Purpose: Returns the ID of the rule that matched.

Returns: A u32 rule ID (normalized across different engine types)

`root_hint_start(&self) -> u64`

Purpose: Returns the start byte offset of the finding in the original buffer.

Usage: Used for cross-chunk deduplication. Under the trait contract, findings with root_hint_end < new_bytes_start are dropped.

`root_hint_end(&self) -> u64`

Purpose: Returns the end byte offset (exclusive) of the finding's "root hint" region.

Semantics: This is the critical deduplication boundary. Findings are deduplicated using root_hint_end < new_bytes_start.

`span_start(&self) -> u64`

Purpose: Returns the start of the full match span (the actual matched content).

Usage: The span may differ from the root hint:

Root hint: The region used for deduplication
Span: The actual matched content (may be wider for context)

`span_end(&self) -> u64`

Purpose: Returns the end (exclusive) of the full match span.

Contract: Typically span_end >= root_hint_end to capture the full matched region.

`dedupe_with_span(&self) -> bool`

Purpose: Returns whether span coordinates should contribute to within-chunk deduplication key computation.

Contract: Required method (no default). When true, two findings at the same root_hint with different spans are considered distinct. When false, span coordinates are zeroed in the dedup key, collapsing different spans to the same identity.

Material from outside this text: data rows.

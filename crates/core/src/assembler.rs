//! Assemblage glouton de fragments
//!
//! La reconstruction part du fragment 0 puis est prolongée, tant que c'est
//! possible, par le fragment non utilisé dont le préfixe recouvre le mieux sa
//! fin. L'absence de candidat est un arrêt normal, pas une erreur : le
//! résultat le signale par `used_count < total_fragments`.

use crate::error::{AssemblyError, Result};
use crate::overlap::{find_best_overlap_with, MatchStrategy, OverlapMatch};
use crate::sequence::{DnaSequence, FragmentPool, IupacBase};
use serde::{Deserialize, Serialize};
use tracing::{debug, info, instrument};

/// Configuration de l'assembleur
#[derive(Debug, Clone, PartialEq, Eq, Serialize, Deserialize)]
#[serde(default)]
pub struct AssemblerConfig {
    /// Seuil d'acceptation (borne exclusive) sur la longueur de chevauchement
    pub min_overlap: usize,

    /// Plus long chevauchement testé par candidat
    pub max_overlap_window: usize,

    /// Parcours séquentiel ou parallèle des candidats
    pub strategy: MatchStrategy,

    /// Nombre maximal d'itérations (None = jusqu'à épuisement)
    pub max_iterations: Option<usize>,
}

impl Default for AssemblerConfig {
    fn default() -> Self {
        Self {
            min_overlap: 10,
            max_overlap_window: 100,
            strategy: MatchStrategy::Sequential,
            max_iterations: None,
        }
    }
}

impl AssemblerConfig {
    /// Crée une configuration avec seuil et fenêtre
    pub fn new(min_overlap: usize, max_overlap_window: usize) -> Self {
        Self {
            min_overlap,
            max_overlap_window,
            ..Default::default()
        }
    }

    pub fn with_strategy(mut self, strategy: MatchStrategy) -> Self {
        self.strategy = strategy;
        self
    }

    pub fn with_max_iterations(mut self, max_iterations: usize) -> Self {
        self.max_iterations = Some(max_iterations);
        self
    }

    /// Vérifie la cohérence des paramètres
    pub fn validate(&self) -> Result<()> {
        if self.min_overlap == 0 {
            return Err(AssemblyError::InvalidParameters(
                "min_overlap doit être >= 1".to_string(),
            ));
        }
        if self.max_overlap_window == 0 {
            return Err(AssemblyError::InvalidParameters(
                "max_overlap_window doit être >= 1".to_string(),
            ));
        }
        Ok(())
    }
}

/// Raison de l'arrêt de la boucle d'extension
#[derive(Debug, Clone, Copy, PartialEq, Eq, Serialize, Deserialize)]
#[serde(rename_all = "snake_case")]
pub enum Termination {
    /// Tous les fragments ont été utilisés
    PoolExhausted,
    /// Aucun fragment restant ne dépasse le seuil
    NoQualifyingOverlap,
    /// Limite d'itérations atteinte
    IterationLimit,
}

/// Trace d'une extension réussie
#[derive(Debug, Clone, Copy, PartialEq, Eq, Serialize, Deserialize)]
pub struct ExtensionStep {
    pub fragment_index: usize,
    pub overlap_len: usize,
    /// Nombre de bases ajoutées (longueur du fragment - chevauchement)
    pub appended_len: usize,
    /// Longueur de la reconstruction après l'ajout
    pub length_after: usize,
}

/// Résultat d'un assemblage
#[derive(Debug, Clone, PartialEq, Serialize, Deserialize)]
pub struct AssemblyResult {
    pub reconstruction: DnaSequence,
    pub used_count: usize,
    pub total_fragments: usize,
    /// Nombre d'appels à la recherche de chevauchement
    pub iterations: usize,
    pub steps: Vec<ExtensionStep>,
    pub termination: Termination,
}

impl AssemblyResult {
    /// Fragments jamais utilisés
    pub fn unused_count(&self) -> usize {
        self.total_fragments - self.used_count
    }

    /// Vrai si tous les fragments ont été consommés
    pub fn is_complete(&self) -> bool {
        self.used_count == self.total_fragments
    }
}

/// État mutable d'un assemblage, limité à un appel de `assemble`
struct AssemblyState {
    reconstruction: Vec<IupacBase>,
    used: Vec<bool>,
    used_count: usize,
    steps: Vec<ExtensionStep>,
}

impl AssemblyState {
    fn seed(pool: &FragmentPool) -> Self {
        let mut used = vec![false; pool.len()];
        used[0] = true;

        Self {
            reconstruction: pool[0].bases().to_vec(),
            used,
            used_count: 1,
            steps: Vec::new(),
        }
    }

    fn extend(&mut self, pool: &FragmentPool, found: OverlapMatch) {
        let fragment = pool[found.fragment_index].bases();
        let remainder = &fragment[found.overlap_len..];

        self.reconstruction.extend_from_slice(remainder);
        self.used[found.fragment_index] = true;
        self.used_count += 1;
        self.steps.push(ExtensionStep {
            fragment_index: found.fragment_index,
            overlap_len: found.overlap_len,
            appended_len: remainder.len(),
            length_after: self.reconstruction.len(),
        });
    }

    fn exhausted(&self) -> bool {
        self.used_count == self.used.len()
    }

    fn finish(self, iterations: usize, termination: Termination) -> AssemblyResult {
        AssemblyResult {
            reconstruction: DnaSequence::new(self.reconstruction),
            used_count: self.used_count,
            total_fragments: self.used.len(),
            iterations,
            steps: self.steps,
            termination,
        }
    }
}

/// Assembleur glouton
#[derive(Debug, Clone)]
pub struct GreedyAssembler {
    config: AssemblerConfig,
}

impl GreedyAssembler {
    /// Crée un assembleur après validation de la configuration
    pub fn new(config: AssemblerConfig) -> Result<Self> {
        config.validate()?;
        Ok(Self { config })
    }

    /// Assemble le pool à partir du fragment 0
    #[instrument(skip_all, fields(
        fragments = pool.len(),
        min_overlap = self.config.min_overlap,
        window = self.config.max_overlap_window
    ))]
    pub fn assemble(&self, pool: &FragmentPool) -> Result<AssemblyResult> {
        if pool.is_empty() {
            return Err(AssemblyError::EmptyPool);
        }

        let mut state = AssemblyState::seed(pool);
        let mut iterations = 0;

        let termination = loop {
            if state.exhausted() {
                break Termination::PoolExhausted;
            }
            if self.config.max_iterations.is_some_and(|limit| iterations >= limit) {
                break Termination::IterationLimit;
            }

            iterations += 1;
            let found = find_best_overlap_with(
                &state.reconstruction,
                pool,
                &state.used,
                self.config.min_overlap,
                self.config.max_overlap_window,
                self.config.strategy,
            );

            match found {
                Some(found) => {
                    state.extend(pool, found);
                    debug!(
                        fragment = found.fragment_index,
                        overlap = found.overlap_len,
                        length = state.reconstruction.len(),
                        "extension"
                    );
                }
                None => break Termination::NoQualifyingOverlap,
            }
        };

        info!(
            used = state.used_count,
            iterations,
            length = state.reconstruction.len(),
            ?termination,
            "assemblage terminé"
        );

        Ok(state.finish(iterations, termination))
    }
}

/// Assemble un pool avec la stratégie séquentielle
pub fn assemble(
    pool: &FragmentPool,
    min_overlap: usize,
    max_overlap_window: usize,
) -> Result<AssemblyResult> {
    GreedyAssembler::new(AssemblerConfig::new(min_overlap, max_overlap_window))?.assemble(pool)
}
//! Recherche du meilleur chevauchement suffixe/préfixe
//!
//! Réduction en deux niveaux : pour chaque fragment non utilisé, le plus long
//! chevauchement dans la fenêtre ; puis, entre fragments, le plus long
//! chevauchement avec départage par l'index le plus petit. La version
//! parallèle applique la même réduction et donne donc le même résultat.

use crate::sequence::{DnaSequence, FragmentPool, IupacBase};
use rayon::prelude::*;
use serde::{Deserialize, Serialize};

/// Meilleur candidat trouvé pour une extension
#[derive(Debug, Clone, Copy, PartialEq, Eq, Serialize, Deserialize)]
pub struct OverlapMatch {
    /// Index du fragment dans le pool
    pub fragment_index: usize,
    /// Longueur du chevauchement (> min_overlap)
    pub overlap_len: usize,
}

impl OverlapMatch {
    /// Garde le meilleur des deux : chevauchement le plus long, puis index le plus petit
    fn best_of(self, other: OverlapMatch) -> OverlapMatch {
        if other.overlap_len > self.overlap_len
            || (other.overlap_len == self.overlap_len && other.fragment_index < self.fragment_index)
        {
            other
        } else {
            self
        }
    }
}

/// Stratégie de parcours des candidats
#[derive(Debug, Clone, Copy, Default, PartialEq, Eq, Serialize, Deserialize)]
#[serde(rename_all = "lowercase")]
pub enum MatchStrategy {
    #[default]
    Sequential,
    Parallel,
}

/// Fenêtre de fin de la reconstruction effectivement comparée
pub fn trailing_window(current: &[IupacBase], max_overlap_window: usize) -> &[IupacBase] {
    &current[current.len().saturating_sub(max_overlap_window)..]
}

/// Plus long chevauchement entre la fin de `tail` et le début de `fragment`
///
/// Les longueurs testées vont de la plus grande possible jusqu'à
/// `min_overlap + 1`. Un chevauchement couvre au plus `fragment.len() - 1`
/// bases, de sorte qu'une extension ajoute toujours au moins une base.
pub fn longest_overlap(
    tail: &[IupacBase],
    fragment: &[IupacBase],
    min_overlap: usize,
    max_overlap_window: usize,
) -> Option<usize> {
    let lower = min_overlap.checked_add(1)?;
    let upper = max_overlap_window
        .min(tail.len())
        .min(fragment.len().saturating_sub(1));

    (lower..=upper)
        .rev()
        .find(|&k| tail[tail.len() - k..] == fragment[..k])
}

/// Cherche le fragment non utilisé qui prolonge le mieux `current`
///
/// `used[i]` indique si le fragment `i` a déjà été consommé ; un fragment
/// sans entrée dans `used` est ignoré. Retourne `None` si aucun fragment n'atteint
/// `min_overlap + 1`.
pub fn find_best_overlap(
    current: &[IupacBase],
    pool: &FragmentPool,
    used: &[bool],
    min_overlap: usize,
    max_overlap_window: usize,
) -> Option<OverlapMatch> {
    find_best_overlap_with(
        current,
        pool,
        used,
        min_overlap,
        max_overlap_window,
        MatchStrategy::Sequential,
    )
}

/// Variante de [`find_best_overlap`] avec choix de la stratégie
pub fn find_best_overlap_with(
    current: &[IupacBase],
    pool: &FragmentPool,
    used: &[bool],
    min_overlap: usize,
    max_overlap_window: usize,
    strategy: MatchStrategy,
) -> Option<OverlapMatch> {
    // Instantané figé avant toute répartition du travail
    let tail = trailing_window(current, max_overlap_window);

    let candidate = |(index, (fragment, &is_used)): (usize, (&DnaSequence, &bool))| {
        if is_used {
            return None;
        }
        longest_overlap(tail, fragment.bases(), min_overlap, max_overlap_window).map(|overlap_len| {
            OverlapMatch {
                fragment_index: index,
                overlap_len,
            }
        })
    };

    match strategy {
        MatchStrategy::Sequential => pool
            .iter()
            .zip(used)
            .enumerate()
            .filter_map(candidate)
            .reduce(OverlapMatch::best_of),
        MatchStrategy::Parallel => pool
            .as_slice()
            .par_iter()
            .zip(used)
            .enumerate()
            .filter_map(candidate)
            .reduce_with(OverlapMatch::best_of),
    }
}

Used by push_finding_with_drop_hint to decide whether span and UTF-16 endianness contribute to the dedupe identity.

`confidence_score(&self) -> i8`

Purpose: Returns the confidence score assigned to this finding.

Contract: Required method (no default). Values map to enum-level confidence (High/Medium/Low). Used by persistence layers for prioritization and filtering.

Deduplication Semantics

Findings use a two-level deduplication strategy:

Cross-Chunk Deduplication (root_hint fields):
- Findings with root_hint_end < new_bytes_start are dropped
- Prevents reporting the same finding multiple times across overlapping chunks
Within-Chunk Uniqueness (span + norm_hash fields):
- When dedupe_with_span() returns true, two findings with the same root_hint but different spans are distinct
- When dedupe_with_span() returns false, span coordinates are zeroed in the dedup key, so only root_hint + norm_hash matter
- Two findings at the same span but with different norm_hash values are preserved (different secrets at the same location)
- Allows multiple matches or transformed variants of the same secret

FindingWithHashRecord Trait

Purpose

FindingWithHashRecord extends FindingRecord to carry normalized secret hash bytes alongside finding metadata. This trait enables persistence backends to deduplicate findings across runs without storing raw secret bytes.

Type Constraints

Inherits all constraints from FindingRecord (Clone, Send, 'static).

Required Method

`norm_hash(&self) -> &NormHash`

Purpose: Returns the BLAKE3 digest of the raw secret bytes extracted after gate validation.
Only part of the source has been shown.